FALANDO DE SENTIMENTOS – EXISTÊNCIA

EXISTÊNCIA

Por Beatriz Breves

Na última fagulha de minha existência, a vida se condensa no instante do aqui e agora.

A minha visão fica turva, a minha audição surda e o meu tato frio. Já não sinto mais cheiro ou sabor, começa a me faltar ar.

Sinto medo. Medo de acabar e de prosseguir, da finitude e da eternidade, do outro e de mim mesma, do conhecido e do desconhecido. Por outro lado, sinto paz. Tudo o que antes era tão valorado, agora, não faz mais sentido.

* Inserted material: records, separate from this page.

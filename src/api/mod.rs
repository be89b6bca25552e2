// Copyright (c) 2026 Bountyy Oy. All rights reserved.
// This software is proprietary and confidential.

/**
 * Bountyy Oy - API Gateway
 * REST surface wiring: router assembly, request identification, rate
 * limiting, CORS and the stable error contract
 *
 * @copyright 2026 Bountyy Oy
 * @license Proprietary - Enterprise Edition
 */

pub mod analytics;
pub mod scans;

use axum::{
    extract::{ConnectInfo, Request, State},
    http::{HeaderValue, StatusCode},
    middleware::{self, Next},
    response::{IntoResponse, Json, Response},
    routing::{get, post},
    Router,
};
use parking_lot::Mutex;
use serde_json::json;
use std::collections::HashMap;
use std::net::SocketAddr;
use std::sync::Arc;
use std::time::{Duration, Instant};
use tracing::{info_span, Instrument};

use crate::cache::{InflightDedup, ResponseCache};
use crate::config::Config;
use crate::database::Database;
use crate::errors::ScannerError;
use crate::health::HealthChecker;
use crate::metrics::MetricsCollector;
use crate::policy::TargetPolicy;
use crate::queue::JobQueue;
use crate::storage::ArtifactStore;

/// Shared state for every handler.
pub struct AppState {
    pub db: Arc<Database>,
    pub scan_queue: JobQueue,
    pub analysis_queue: JobQueue,
    pub storage: ArtifactStore,
    pub policy: TargetPolicy,
    pub config: Config,
    pub metrics: Arc<MetricsCollector>,
    pub health: Arc<HealthChecker>,
    pub response_cache: ResponseCache,
    pub dedup: Arc<InflightDedup>,
    pub rate_limiter: RateLimiter,
    pub insight: crate::insight::InsightProvider,
}

pub type SharedState = Arc<AppState>;

/// API error contract: stable machine-readable codes plus a message.
#[derive(Debug)]
pub enum ApiError {
    Validation(String),
    JsonParse(String),
    PayloadTooLarge,
    Policy(String),
    Cooldown { retry_after_seconds: i64 },
    NotFound(String),
    RateLimited,
    Connection(String),
    Timeout(String),
    Internal(String),
}

impl ApiError {
    fn parts(&self) -> (StatusCode, &'static str, String) {
        match self {
            ApiError::Validation(msg) => {
                (StatusCode::BAD_REQUEST, "VALIDATION_ERROR", msg.clone())
            }
            ApiError::JsonParse(msg) => (StatusCode::BAD_REQUEST, "JSON_PARSE_ERROR", msg.clone()),
            ApiError::PayloadTooLarge => (
                StatusCode::PAYLOAD_TOO_LARGE,
                "PAYLOAD_TOO_LARGE",
                "Request body exceeds the configured limit".to_string(),
            ),
            ApiError::Policy(msg) => (StatusCode::BAD_REQUEST, "VALIDATION_ERROR", msg.clone()),
            ApiError::Cooldown {
                retry_after_seconds,
            } => (
                StatusCode::TOO_MANY_REQUESTS,
                "COOLDOWN",
                format!(
                    "A scan for this URL ran recently; retry in {}s",
                    retry_after_seconds
                ),
            ),
            ApiError::NotFound(msg) => (StatusCode::NOT_FOUND, "NOT_FOUND", msg.clone()),
            ApiError::RateLimited => (
                StatusCode::TOO_MANY_REQUESTS,
                "RATE_LIMITED",
                "Too many requests".to_string(),
            ),
            ApiError::Connection(msg) => (
                StatusCode::SERVICE_UNAVAILABLE,
                "CONNECTION_ERROR",
                msg.clone(),
            ),
            ApiError::Timeout(msg) => {
                (StatusCode::SERVICE_UNAVAILABLE, "TIMEOUT_ERROR", msg.clone())
            }
            ApiError::Internal(msg) => (
                StatusCode::INTERNAL_SERVER_ERROR,
                "INTERNAL_ERROR",
                msg.clone(),
            ),
        }
    }
}

impl IntoResponse for ApiError {
    fn into_response(self) -> Response {
        let (status, code, message) = self.parts();
        let mut body = json!({ "error": message, "code": code });
        if let ApiError::Cooldown {
            retry_after_seconds,
        } = &self
        {
            body["retryAfterSeconds"] = json!(retry_after_seconds);
        }
        (status, Json(body)).into_response()
    }
}

impl From<ScannerError> for ApiError {
    fn from(err: ScannerError) -> Self {
        match err {
            ScannerError::Validation(msg) => ApiError::Validation(msg),
            ScannerError::PolicyViolation { reason, .. } => ApiError::Policy(reason),
            ScannerError::CooldownActive {
                retry_after_seconds,
                ..
            } => ApiError::Cooldown {
                retry_after_seconds,
            },
            ScannerError::NotFound(msg) => ApiError::NotFound(msg),
            ScannerError::Timeout { duration } => {
                ApiError::Timeout(format!("Operation timed out after {:?}", duration))
            }
            ScannerError::Database(e) if e.is_retryable() => {
                ApiError::Connection(format!("Database unavailable: {}", e))
            }
            ScannerError::Queue(e) if e.is_retryable() => {
                ApiError::Connection(format!("Queue backend unavailable: {}", e))
            }
            other => ApiError::Internal(other.to_string()),
        }
    }
}

impl From<serde_json::Error> for ApiError {
    fn from(err: serde_json::Error) -> Self {
        ApiError::Internal(format!("Serialization error: {}", err))
    }
}

/// Fixed-window per-IP rate limiter.
pub struct RateLimiter {
    window: Duration,
    max: u32,
    windows: Mutex<HashMap<String, (Instant, u32)>>,
}

impl RateLimiter {
    pub fn new(window: Duration, max: u32) -> Self {
        Self {
            window,
            max,
            windows: Mutex::new(HashMap::new()),
        }
    }

    /// True when the request is allowed.
    pub fn check(&self, ip: &str) -> bool {
        let now = Instant::now();
        let mut windows = self.windows.lock();

        // Opportunistic cleanup keeps the map bounded.
        if windows.len() > 10_000 {
            let window = self.window;
            windows.retain(|_, (start, _)| now.duration_since(*start) < window);
        }

        let entry = windows.entry(ip.to_string()).or_insert((now, 0));
        if now.duration_since(entry.0) >= self.window {
            *entry = (now, 0);
        }
        entry.1 += 1;
        entry.1 <= self.max
    }
}

/// Request-ID + access-log + rate-limit middleware.
async fn edge_middleware(
    State(state): State<SharedState>,
    ConnectInfo(addr): ConnectInfo<SocketAddr>,
    request: Request,
    next: Next,
) -> Response {
    let request_id = uuid::Uuid::new_v4().to_string();
    let method = request.method().clone();
    let path = request.uri().path().to_string();
    let ip = addr.ip().to_string();
    let start = Instant::now();

    let span = info_span!("request", %request_id, %method, %path);

    let mut response = if path.starts_with("/api") && !state.rate_limiter.check(&ip) {
        ApiError::RateLimited.into_response()
    } else {
        next.run(request).instrument(span).await
    };

    state.metrics.record_request(
        method.as_str(),
        &path,
        response.status().as_u16(),
        start.elapsed(),
    );

    if let Ok(value) = HeaderValue::from_str(&request_id) {
        response.headers_mut().insert("x-request-id", value);
    }
    if let Ok(origin) = HeaderValue::from_str(&state.config.server.cors_origin) {
        response
            .headers_mut()
            .insert("access-control-allow-origin", origin);
    }

    response
}

async fn health_handler(State(state): State<SharedState>) -> impl IntoResponse {
    let report = state.health.report().await;
    let status = match report.status {
        crate::health::HealthStatus::Unhealthy => StatusCode::SERVICE_UNAVAILABLE,
        _ => StatusCode::OK,
    };
    (status, Json(report))
}

async fn ready_handler(State(state): State<SharedState>) -> impl IntoResponse {
    if state.health.is_ready().await {
        (StatusCode::OK, Json(json!({ "ready": true })))
    } else {
        (
            StatusCode::SERVICE_UNAVAILABLE,
            Json(json!({ "ready": false })),
        )
    }
}

async fn live_handler() -> impl IntoResponse {
    Json(json!({ "alive": true }))
}

async fn metrics_handler(State(state): State<SharedState>) -> Result<impl IntoResponse, ApiError> {
    let scan_counts = state.scan_queue.counts().await?;
    let analysis_counts = state.analysis_queue.counts().await?;

    Ok(Json(json!({
        "process": state.metrics.snapshot(),
        "queues": {
            "scan": {
                "counts": scan_counts,
                "metrics": state.scan_queue.metrics().snapshot(),
            },
            "analysis": {
                "counts": analysis_counts,
                "metrics": state.analysis_queue.metrics().snapshot(),
            },
        },
    })))
}

/// Assemble the complete router.
pub fn build_router(state: SharedState) -> Router {
    Router::new()
        .route("/api/scans", post(scans::create_scan).get(scans::list_scans))
        .route("/api/scans/by-url/last-good", get(scans::last_good_scan))
        .route(
            "/api/scans/{id}",
            get(scans::get_scan).delete(scans::delete_scan),
        )
        .route("/api/scans/{id}/status", get(scans::get_status))
        .route("/api/scans/{id}/results", get(scans::get_results))
        .route("/api/scans/{id}/surface", get(scans::get_surface))
        .route("/api/analytics/summary", get(analytics::summary))
        .route("/health", get(health_handler))
        .route("/ready", get(ready_handler))
        .route("/live", get(live_handler))
        .route("/metrics", get(metrics_handler))
        .layer(middleware::from_fn_with_state(
            Arc::clone(&state),
            edge_middleware,
        ))
        .layer(axum::extract::DefaultBodyLimit::max(
            state.config.server.max_request_size,
        ))
        .with_state(state)
}

#[cfg(test)]
mod tests {
    use super::*;

    #[test]
    fn test_rate_limiter_fixed_window() {
        let limiter = RateLimiter::new(Duration::from_secs(60), 3);
        assert!(limiter.check("1.1.1.1"));
        assert!(limiter.check("1.1.1.1"));
        assert!(limiter.check("1.1.1.1"));
        assert!(!limiter.check("1.1.1.1"));
        // Other IPs are unaffected.
        assert!(limiter.check("2.2.2.2"));
    }

    #[test]
    fn test_api_error_codes() {
        let (status, code, _) = ApiError::Validation("bad".into()).parts();
        assert_eq!(status, StatusCode::BAD_REQUEST);
        assert_eq!(code, "VALIDATION_ERROR");

        let (status, code, _) = ApiError::Cooldown {
            retry_after_seconds: 25,
        }
        .parts();
        assert_eq!(status, StatusCode::TOO_MANY_REQUESTS);
        assert_eq!(code, "COOLDOWN");

        let (status, code, _) = ApiError::Connection("db down".into()).parts();
        assert_eq!(status, StatusCode::SERVICE_UNAVAILABLE);
        assert_eq!(code, "CONNECTION_ERROR");
    }

    #[test]
    fn test_scanner_error_mapping() {
        let err: ApiError = ScannerError::PolicyViolation {
            url: "http://127.0.0.1".into(),
            reason: "Access to local addresses is not allowed".into(),
        }
        .into();
        match err {
            ApiError::Policy(msg) => {
                assert_eq!(msg, "Access to local addresses is not allowed")
            }
            other => panic!("unexpected mapping: {other:?}"),
        }

        let err: ApiError = ScannerError::NotFound("scan x".into()).into();
        matches!(err, ApiError::NotFound(_));
    }
}
#[cfg(test)]
mod tests {
    use super::*;

    fn job(state: JobState, progress: u8, result: Option<serde_json::Value>) -> JobStatus {
        JobStatus {
            id: "scan-1".to_string(),
            state,
            progress,
            attempts: 1,
            result,
            failed_reason: None,
        }
    }

    #[test]
    fn test_stage_labels() {
        assert_eq!(stage_for_progress(0), "initializing");
        assert_eq!(stage_for_progress(9), "initializing");
        assert_eq!(stage_for_progress(10), "rendering");
        assert_eq!(stage_for_progress(39), "rendering");
        assert_eq!(stage_for_progress(40), "fetching_scripts");
        assert_eq!(stage_for_progress(70), "dispatching_analysis");
        assert_eq!(stage_for_progress(85), "analyzing");
        assert_eq!(stage_for_progress(95), "saving_results");
        assert_eq!(stage_for_progress(100), "saving_results");
    }

    #[test]
    fn test_overlay_running_states() {
        for state in [JobState::Waiting, JobState::Delayed, JobState::Active] {
            assert_eq!(
                overlay_status(ScanStatus::Pending, Some(&job(state, 10, None))),
                ScanStatus::Running
            );
        }
    }

    #[test]
    fn test_overlay_completed_with_failure_result() {
        let failed = job(
            JobState::Completed,
            100,
            Some(json!({ "success": false, "error": "boom" })),
        );
        assert_eq!(
            overlay_status(ScanStatus::Running, Some(&failed)),
            ScanStatus::Failed
        );

        let ok = job(JobState::Completed, 100, Some(json!({ "success": true })));
        assert_eq!(
            overlay_status(ScanStatus::Running, Some(&ok)),
            ScanStatus::Completed
        );
    }

    #[test]
    fn test_overlay_failed_and_dead_letter() {
        for state in [JobState::Failed, JobState::DeadLetter] {
            assert_eq!(
                overlay_status(ScanStatus::Running, Some(&job(state, 50, None))),
                ScanStatus::Failed
            );
        }
    }

    #[test]
    fn test_overlay_without_job_keeps_db_status() {
        assert_eq!(overlay_status(ScanStatus::Completed, None), ScanStatus::Completed);
        assert_eq!(overlay_status(ScanStatus::Pending, None), ScanStatus::Pending);
    }

    #[test]
    fn test_partial_scan_rules() {
        assert!(is_partial_scan(5, 0));
        assert!(is_partial_scan(150, 2));
        assert!(!is_partial_scan(0, 0));
        assert!(!is_partial_scan(50, 3));
        assert!(!is_partial_scan(150, 3));
    }

    #[test]
    fn test_quality_score() {
        // Healthy scan.
        assert_eq!(quality_score(50, 5), 100);
        // Partial (scripts but no libraries): -40 partial, -40 zero libs.
        assert_eq!(quality_score(50, 0), 20);
        // Few scripts only.
        assert_eq!(quality_score(5, 2), 80);
        // Worst case clamps at zero.
        assert_eq!(quality_score(5, 0), 0);
    }
}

A minha frente sinto sentimentos vividos com pessoas e comigo mesma. A saudade de mim se apossa de mim. Choro as idas e vindas, os retrocessos e avanços. Sorrio a minha existência.

Sinto a continuidade da minha história avançando, apesar de nunca ter podido estar atrás ou a frente de qualquer um dos instantes presentes. Vislumbro uma tela cuja pintura é a sobreposição dos sentimentos experimentados por mim em minhas experiencias que, se aquarelando uns por cima dos outros, pintam o meu “Eu” – o autorretrato de minha existência.

“Eu”, ainda, em corpo quente e cheio de vida. “Eu”, em segundos, um corpo frio, inerte e cadavérico. E o grande mistério poderá ou não ser revelado.

É nítida a experiencia sensível de que a minha existência só existe porque “Eu” a sinto.